H. Beschorner ( 434 und 435) behandelt die Wüstungen des ma.lichen Amtes Meißen nach Burgwarden (und Supanien) und gibt am Schluß drei Beispiele seltsamer Namensentwicklungen für Gastewitz (bei Mügeln), Mögen (bei Lommatzsch) und Beutig (bei Zscheitz).

Ferner ( 433) bespricht Beschorner die Bruchstücke des Öderschen Kartenwerkes von 1602/09, die sich mit Thüringen befassen und im Sächs. Hauptstaatsarchiv zu Dresden vorläufig noch unveröffentlicht ruhen. Eine übersichtliche Skizze (Taf. 6) ergänzt diese Ausführungen wirksam.

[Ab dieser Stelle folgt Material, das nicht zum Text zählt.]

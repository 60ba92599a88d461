//! Calendar reconciliation
//!
//! Maintains a local view of calendar events over a hosted store. Mutations
//! apply optimistically to the local view, then settle against the store:
//! success keeps the optimistic state, failure rolls back to the snapshot
//! taken before the mutation.

pub mod filter;
pub mod ports;
pub mod reconciler;

pub use filter::EventFilter;
pub use ports::{ChangeFeed, ChangeListener, EventStore, SubscriptionHandle};
pub use reconciler::{CalendarEntry, CalendarReconciler, MutationKind};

F. Körner ( 430) erläutert ansprechend, wie er auf fünferlei Arten die Flurgröße von Wüstungen in fünf thüringischen Bezirken festgestellt hat, und gibt dafür auch die Unterlagen. Nach seiner Überzeugung ist die Flurgröße »ebenso ein Kennzeichen bestimmter Siedlungstypen wie etwa die Form der Dorfanlagen« (S. 164), doch führt er dies leider nicht näher aus.

Das Buch von K. Schrader ( 1623) macht sachlich einen guten Eindruck und stellt die Stadt Eisenach von 1672 bis 1741 in allen wichtigen Lebensäußerungen dar. Ebenso das Verhältnis der Territorialgewalt zur Stadt wie das des Rats zur Stadtgemeinschaft und endlich das Wirtschaftsleben in seinen Grundlagen und Auswirkungen werden aktenmäßig und literarisch untersucht.